Find the lines below that include the word "FactorModel" and report how many there are, with no other text.

WORKING DATA:
□ □ □ □ □ □ □
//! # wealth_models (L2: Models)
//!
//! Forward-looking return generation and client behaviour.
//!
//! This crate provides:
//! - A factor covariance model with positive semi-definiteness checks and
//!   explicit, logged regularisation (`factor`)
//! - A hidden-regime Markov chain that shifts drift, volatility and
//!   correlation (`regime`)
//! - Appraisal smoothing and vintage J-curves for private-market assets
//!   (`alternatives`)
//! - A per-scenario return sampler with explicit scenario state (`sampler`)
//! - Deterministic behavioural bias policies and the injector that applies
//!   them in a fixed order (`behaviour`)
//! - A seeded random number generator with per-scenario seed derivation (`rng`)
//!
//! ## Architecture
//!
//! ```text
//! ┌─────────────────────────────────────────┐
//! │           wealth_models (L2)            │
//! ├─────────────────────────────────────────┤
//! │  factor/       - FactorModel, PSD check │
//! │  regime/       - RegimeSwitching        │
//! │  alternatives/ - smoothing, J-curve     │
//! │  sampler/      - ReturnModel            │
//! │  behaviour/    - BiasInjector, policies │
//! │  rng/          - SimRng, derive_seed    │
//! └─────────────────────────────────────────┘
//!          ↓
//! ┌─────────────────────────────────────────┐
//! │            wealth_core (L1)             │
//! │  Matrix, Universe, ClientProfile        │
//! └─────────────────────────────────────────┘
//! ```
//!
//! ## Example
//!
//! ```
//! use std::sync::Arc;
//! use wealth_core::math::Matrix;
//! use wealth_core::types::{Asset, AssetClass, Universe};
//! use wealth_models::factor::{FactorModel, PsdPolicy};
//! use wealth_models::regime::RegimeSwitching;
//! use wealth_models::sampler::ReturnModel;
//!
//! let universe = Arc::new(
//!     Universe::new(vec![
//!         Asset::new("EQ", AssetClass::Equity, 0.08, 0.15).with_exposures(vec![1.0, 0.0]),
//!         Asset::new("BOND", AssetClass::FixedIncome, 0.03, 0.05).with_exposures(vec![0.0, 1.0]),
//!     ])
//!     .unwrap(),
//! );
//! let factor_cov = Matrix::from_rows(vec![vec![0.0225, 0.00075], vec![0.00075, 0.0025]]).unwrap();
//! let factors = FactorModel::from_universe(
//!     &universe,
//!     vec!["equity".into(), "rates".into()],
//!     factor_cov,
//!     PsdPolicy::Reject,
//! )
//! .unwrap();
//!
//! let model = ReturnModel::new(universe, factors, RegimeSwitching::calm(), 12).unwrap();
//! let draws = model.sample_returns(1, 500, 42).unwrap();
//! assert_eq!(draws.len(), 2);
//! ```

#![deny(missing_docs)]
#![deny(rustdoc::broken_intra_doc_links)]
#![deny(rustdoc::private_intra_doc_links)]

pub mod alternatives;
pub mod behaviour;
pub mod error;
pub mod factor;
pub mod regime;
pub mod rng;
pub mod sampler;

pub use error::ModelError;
□ □ □ □ □ □ □
SOLUTION FOR THIS TASK: 3